[mvapich-discuss] SIGSEV in F90: An MPI bug?

Jeff Squyres jsquyres at cisco.com
Thu Jan 31 14:53:48 EST 2008


On Jan 31, 2008, at 1:32 PM, David Stuebe wrote:

> Maybe I don't fully understand all the issues involved but I did  
> read through several web sites that discuss the dangers of passing  
> temporary arrays to non blocking MPI calls. Is MPI_BCAST non- 
> blocking - I assumed that was a blocking call anyway?

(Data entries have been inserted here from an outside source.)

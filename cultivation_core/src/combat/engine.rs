//! The round loop: a bounded, deterministic-given-seed turn-based battle
//! simulator.

use rand::Rng;

use super::action::{apply_effect, dot_tick_damage, hit_check, normal_attack_damage, skill_damage};
use super::effects::EffectKind;
use super::result::BattleOutcome;
use super::stats::CombatStats;
use crate::types::BattleKind;

const MAX_ROUNDS: u32 = 50;
const SPAR_SURRENDER_THRESHOLD: f64 = 0.2;
const CONFUSION_SELF_STRIKE_CHANCE: f64 = 0.5;
const CONFUSION_SELF_STRIKE_RATIO: f64 = 0.3;
const SKILL_SELECT_WEIGHT: f64 = 0.8;

/// Resolve a battle between `attacker` and `defender` to completion.
pub fn resolve_battle(
    mut attacker: CombatStats,
    mut defender: CombatStats,
    kind: BattleKind,
    rng: &mut impl Rng,
) -> BattleOutcome {
    let mut log = Vec::new();
    let mut rounds_run = 0u32;
    let mut ended_early: Option<(Option<String>, Option<String>)> = None;

    'rounds: for round in 1..=MAX_ROUNDS {
        rounds_run = round;
        log.push(format!("-- round {round} --"));

        // 1. Damage-over-time tick for both sides.
        if let Some(outcome) = tick_dots(&mut attacker, &mut defender, &mut log) {
            ended_early = Some(outcome);
            break 'rounds;
        }

        // 2. Effect duration decrement for both sides.
        decrement_effects(&mut attacker);
        decrement_effects(&mut defender);

        // 3. Turn order: higher effective speed first; ties broken by a coin flip.
        let attacker_first = match attacker.effective_speed().cmp(&defender.effective_speed()) {
            std::cmp::Ordering::Greater => true,
            std::cmp::Ordering::Less => false,
            std::cmp::Ordering::Equal => rng.gen_bool(0.5),
        };

        let order: [bool; 2] = if attacker_first { [true, false] } else { [false, true] };

        for &is_attacker_turn in &order {
            if !attacker.is_alive() || !defender.is_alive() {
                break;
            }
            let (actor, target) = if is_attacker_turn {
                (&mut attacker, &mut defender)
            } else {
                (&mut defender, &mut attacker)
            };
            act(actor, target, rng, &mut log);

            if !attacker.is_alive() || !defender.is_alive() {
                break;
            }

            // 5. Spar early surrender, checked after each action completes.
            if kind.allows_surrender() {
                if let Some(outcome) = check_surrender(&mut attacker, &mut defender, &mut log) {
                    ended_early = Some(outcome);
                    break 'rounds;
                }
            }
        }

        if !attacker.is_alive() || !defender.is_alive() {
            ended_early = Some(conclude_on_death(&attacker, &defender));
            break 'rounds;
        }

        // 6. Cooldown tick for both sides.
        tick_cooldowns(&mut attacker);
        tick_cooldowns(&mut defender);
    }

    let (winner, loser) = ended_early.unwrap_or_else(|| conclude_on_round_cap(&attacker, &defender, &mut log));

    propagate(kind, &mut attacker, &mut defender);

    BattleOutcome {
        winner,
        loser,
        attacker_final: attacker,
        defender_final: defender,
        log,
        rounds: rounds_run,
    }
}

fn tick_dots(
    attacker: &mut CombatStats,
    defender: &mut CombatStats,
    log: &mut Vec<String>,
) -> Option<(Option<String>, Option<String>)> {
    for side in [&mut *attacker, &mut *defender] {
        let dots: Vec<_> = side.debuffs.iter().filter(|e| e.kind.is_dot()).cloned().collect();
        for dot in dots {
            let dmg = dot_tick_damage(side, &dot);
            side.apply_damage(dmg);
            log.push(format!("{} takes {} {:?} damage", side.name, dmg, dot.kind));
        }
    }

    if !attacker.is_alive() && !defender.is_alive() {
        log.push("both combatants killed by damage over time".to_string());
        return Some((None, None));
    }
    if !attacker.is_alive() {
        log.push(format!("{} killed by DoT", attacker.name));
        return Some((Some(defender.id.clone()), Some(attacker.id.clone())));
    }
    if !defender.is_alive() {
        log.push(format!("{} killed by DoT", defender.name));
        return Some((Some(attacker.id.clone()), Some(defender.id.clone())));
    }
    None
}

fn decrement_effects(stats: &mut CombatStats) {
    stats.buffs.retain_mut(|e| e.tick());
    stats.debuffs.retain_mut(|e| e.tick());
}

fn tick_cooldowns(stats: &mut CombatStats) {
    stats.skill_cooldowns.retain(|_, remaining| {
        *remaining = remaining.saturating_sub(1);
        *remaining > 0
    });
}

enum Action {
    NormalAttack,
    Skill(usize),
    SelfStrike,
    Immobilized,
}

fn select_action(actor: &CombatStats, rng: &mut impl Rng) -> Action {
    if actor.is_immobilized() {
        return Action::Immobilized;
    }
    if actor.has_debuff(EffectKind::Confusion) {
        if rng.gen::<f64>() < CONFUSION_SELF_STRIKE_CHANCE {
            return Action::SelfStrike;
        }
    }

    let matching_attack = |kind: crate::types::DamageKind, stats: &CombatStats| match kind {
        crate::types::DamageKind::Physical => stats.effective_physical_attack() as f64,
        crate::types::DamageKind::Magic => stats.effective_magic_attack() as f64,
    };

    let available: Vec<usize> = actor
        .skills
        .iter()
        .enumerate()
        .filter(|(_, s)| {
            actor.skill_cooldowns.get(&s.id).copied().unwrap_or(0) == 0 && s.mp_cost <= actor.mp
        })
        .map(|(i, _)| i)
        .collect();

    if available.is_empty() {
        return Action::NormalAttack;
    }

    if rng.gen::<f64>() < SKILL_SELECT_WEIGHT {
        let best = available
            .iter()
            .copied()
            .max_by(|&a, &b| {
                let sa = actor.skills[a].score(matching_attack(actor.skills[a].damage_kind, actor));
                let sb = actor.skills[b].score(matching_attack(actor.skills[b].damage_kind, actor));
                sa.partial_cmp(&sb).unwrap_or(std::cmp::Ordering::Equal)
            })
            .unwrap();
        Action::Skill(best)
    } else {
        let idx = available[rng.gen_range(0..available.len())];
        Action::Skill(idx)
    }
}

fn act(actor: &mut CombatStats, target: &mut CombatStats, rng: &mut impl Rng, log: &mut Vec<String>) {
    match select_action(actor, rng) {
        Action::Immobilized => {
            log.push(format!("{} is immobilized and cannot act", actor.name));
        }
        Action::SelfStrike => {
            let amount = (actor.effective_physical_attack() as f64 * CONFUSION_SELF_STRIKE_RATIO).floor() as i64;
            actor.apply_damage(amount.max(1));
            log.push(format!("{} is confused and strikes themselves for {}", actor.name, amount));
        }
        Action::NormalAttack => {
            if !hit_check(actor.hit_rate, target.effective_dodge_rate(), rng) {
                log.push(format!("{} attacks {} and misses", actor.name, target.name));
                return;
            }
            let (amount, crit, kind) = normal_attack_damage(actor, target, rng);
            let applied = target.apply_damage(amount);
            let crit_tag = if crit { " (critical!)" } else { "" };
            log.push(format!(
                "{} hits {} for {} {:?} damage{}",
                actor.name, target.name, amount, kind, crit_tag
            ));
            let _ = applied;
        }
        Action::Skill(idx) => {
            let skill = actor.skills[idx].clone();
            actor.mp -= skill.mp_cost;
            actor.skill_cooldowns.insert(skill.id.clone(), skill.cooldown);

            if !hit_check(actor.hit_rate, target.effective_dodge_rate(), rng) {
                log.push(format!("{} casts {} at {} and misses", actor.name, skill.name, target.name));
            } else {
                let (amount, crit) = skill_damage(&skill, actor, target, rng);
                let applied = target.apply_damage(amount);
                let crit_tag = if crit { " (critical!)" } else { "" };
                log.push(format!(
                    "{} casts {} at {} for {} damage{}",
                    actor.name, skill.name, target.name, amount, crit_tag
                ));

                if skill.lifesteal > 0.0 {
                    let healed = (skill.lifesteal * applied as f64).floor() as i64;
                    actor.heal(healed);
                }

                for descriptor in &skill.effects {
                    let applied_effect = apply_effect(descriptor, actor, target, Some(skill.id.clone()), rng);
                    if let Some(effect) = applied_effect {
                        log.push(format!("{} applies {:?} to {}", skill.name, effect.kind, target.name));
                    }
                }
            }

            if actor.mp <= 0 {
                if let Some(penalty) = skill.mp_exhausted_penalty {
                    let amount = (penalty * actor.max_hp as f64 * 0.1).floor() as i64;
                    actor.apply_damage(amount.max(0));
                    log.push(format!("{} is mp-exhausted and takes {} self-damage", actor.name, amount));
                }
            }
        }
    }
}

fn check_surrender(
    attacker: &mut CombatStats,
    defender: &mut CombatStats,
    log: &mut Vec<String>,
) -> Option<(Option<String>, Option<String>)> {
    for (surrendering, other) in [(&mut *attacker, &defender.id), (&mut *defender, &attacker.id)] {
        if surrendering.hp_ratio() < SPAR_SURRENDER_THRESHOLD && surrendering.hp > 0 {
            surrendering.hp = 0;
            log.push(format!("{} surrenders", surrendering.name));
            return Some((Some(other.clone()), Some(surrendering.id.clone())));
        }
    }
    None
}

fn conclude_on_death(attacker: &CombatStats, defender: &CombatStats) -> (Option<String>, Option<String>) {
    match (attacker.is_alive(), defender.is_alive()) {
        (false, false) => (None, None),
        (true, false) => (Some(attacker.id.clone()), Some(defender.id.clone())),
        (false, true) => (Some(defender.id.clone()), Some(attacker.id.clone())),
        (true, true) => (None, None),
    }
}

fn conclude_on_round_cap(
    attacker: &CombatStats,
    defender: &CombatStats,
    log: &mut Vec<String>,
) -> (Option<String>, Option<String>) {
    log.push("round cap reached".to_string());
    let a = attacker.hp_ratio();
    let d = defender.hp_ratio();
    if (a - d).abs() < f64::EPSILON {
        (None, None)
    } else if a > d {
        (Some(attacker.id.clone()), Some(defender.id.clone()))
    } else {
        (Some(defender.id.clone()), Some(attacker.id.clone()))
    }
}

/// Propagate hp/mp back to persistent state: duel and boss fights
/// write hp as `max(1, round(max_hp * final_hp_ratio))`; spar and
/// impart_pk only refill mp. Callers read `attacker_final`/`defender_final`
/// off the returned outcome; this function only normalizes the snapshot
/// hp so that convention is visible on the struct itself.
fn propagate(kind: BattleKind, attacker: &mut CombatStats, defender: &mut CombatStats) {
    if kind.persists_hp() {
        for side in [&mut *attacker, &mut *defender] {
            if side.hp > 0 {
                let ratio = side.hp_ratio();
                side.hp = (side.max_hp as f64 * ratio).round().max(1.0) as i64;
            }
        }
    } else {
        for side in [&mut *attacker, &mut *defender] {
            side.mp = side.max_mp;
        }
    }
}

#[cfg(test)]
mod tests {
    use super::*;
    use crate::combat::effects::EffectDescriptor;
    use crate::combat::stats::ResolvedSkill;
    use crate::types::DamageKind;
    use rand::SeedableRng;
    use rand_chacha::ChaCha8Rng;
    use std::collections::HashMap;

    fn fighter(id: &str, speed: i64, hp: i64, phys_atk: i64, phys_def: i64, hit_rate: f64, dodge: f64) -> CombatStats {
        CombatStats {
            id: id.into(),
            name: id.into(),
            hp,
            max_hp: hp,
            mp: 50,
            max_mp: 50,
            physical_attack: phys_atk,
            magic_attack: 0,
            physical_defense: phys_def,
            magic_defense: 0,
            speed,
            critical_rate: 0.0,
            critical_damage: 1.5,
            hit_rate,
            dodge_rate: dodge,
            skills: Vec::new(),
            skill_cooldowns: HashMap::new(),
            shield: 0,
            buffs: Vec::new(),
            debuffs: Vec::new(),
        }
    }

    #[test]
    fn spar_with_immobilizer_misses_several_turns() {
        let mut rng = ChaCha8Rng::seed_from_u64(42);
        let p1 = fighter("p1", 30, 1000, 100, 0, 1.0, 0.0);
        let mut p2 = fighter("p2", 20, 1000, 0, 0, 1.0, 0.0);
        p2.skills.push(ResolvedSkill {
            id: "freeze".into(),
            name: "Freeze".into(),
            damage_kind: DamageKind::Physical,
            base_damage: 0.0,
            attack_ratio: 0.0,
            mp_cost: 10,
            cooldown: 0,
            lifesteal: 0.0,
            mp_exhausted_penalty: None,
            effects: vec![EffectDescriptor::new(EffectKind::Freeze, 0.0, 2).with_chance(1.0)],
        });

        let outcome = resolve_battle(p1, p2, BattleKind::Spar, &mut rng);
        let immobilized_lines = outcome
            .log
            .iter()
            .filter(|l| l.contains("immobilized"))
            .count();
        assert!(immobilized_lines >= 2, "log: {:?}", outcome.log);
    }

    #[test]
    fn duel_ignores_surrender_threshold() {
        let mut rng = ChaCha8Rng::seed_from_u64(7);
        let p1 = fighter("p1", 30, 1000, 200, 0, 1.0, 0.0);
        let p2 = fighter("p2", 20, 1000, 0, 0, 1.0, 0.0);
        let outcome = resolve_battle(p1, p2, BattleKind::Duel, &mut rng);
        assert!(!outcome.log.iter().any(|l| l.contains("surrenders")));
    }

    #[test]
    fn spar_triggers_surrender_below_20_percent() {
        let mut rng = ChaCha8Rng::seed_from_u64(3);
        let p1 = fighter("p1", 30, 1000, 500, 0, 1.0, 0.0);
        let p2 = fighter("p2", 20, 1000, 0, 0, 1.0, 0.0);
        let outcome = resolve_battle(p1, p2, BattleKind::Spar, &mut rng);
        assert!(outcome.log.iter().any(|l| l.contains("surrenders")));
    }

    #[test]
    fn round_cap_breaks_tie_on_hp_ratio() {
        let mut rng = ChaCha8Rng::seed_from_u64(99);
        let p1 = fighter("p1", 10, 1_000_000, 1, 1_000_000, 0.01, 0.0);
        let p2 = fighter("p2", 10, 1_000_000, 1, 1_000_000, 0.01, 0.0);
        let outcome = resolve_battle(p1, p2, BattleKind::Duel, &mut rng);
        assert_eq!(outcome.rounds, 50);
    }

    #[test]
    fn deterministic_given_same_seed() {
        let p1 = fighter("p1", 30, 500, 80, 10, 0.9, 0.1);
        let p2 = fighter("p2", 20, 500, 60, 10, 0.9, 0.1);

        let mut rng_a = ChaCha8Rng::seed_from_u64(123);
        let outcome_a = resolve_battle(p1.clone(), p2.clone(), BattleKind::Duel, &mut rng_a);

        let mut rng_b = ChaCha8Rng::seed_from_u64(123);
        let outcome_b = resolve_battle(p1, p2, BattleKind::Duel, &mut rng_b);

        assert_eq!(outcome_a.winner, outcome_b.winner);
        assert_eq!(outcome_a.rounds, outcome_b.rounds);
        assert_eq!(outcome_a.log, outcome_b.log);
    }
}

Yes it is; my bad for not noticing that that is what you were asking  
about.  :-)

> Again, my concern is that MPI call returns the data on all  
> processors as (perhaps, naively) expected, it is later in the  
> program that an alloc called on entry to a different subroutine for  
> an explicit shape array causes a sig sev. There is further evidence  
> that it is an MPI issue because the problem is memory-size  
> dependent, and only occurs when run using more than one node, using  
> mvapich2.0. MPICH2.0 when I tested that on our cluster which does  
> not have infiniband.

Looking at your example code, I don't understand all of the F90 syntax  
to fully appreciate what's going on.  It looks like you're passing an  
array subset to MPI_BCAST and when that is a non-contiguous buffer,  
problems *may* occur later.  Is that what you're trying to say?

My *guesses/speculation* are:

- perhaps there's an issue with compiler-provided temporary buffers  
that are registered by MVAPICH and then later freed by the compiler,  
but somehow evade being unregistered by MVAPICH (this could lead to  
heap corruption that manifests later)

- I don't know if fortran compilers are allowed to move buffers at  
will, such as in garbage collection and/or memory compacting schemes  
(do you?) -- this could lead to a similar problem that I describe above

Again, these are pure speculation.  I really don't know how F90  
compilers work, and I don't know what MVAPICH does with registered  
memory caching and/or progress threads, so further speculation is  
fairly pointless.  :-)

MVAPICH developers: can you comment on this?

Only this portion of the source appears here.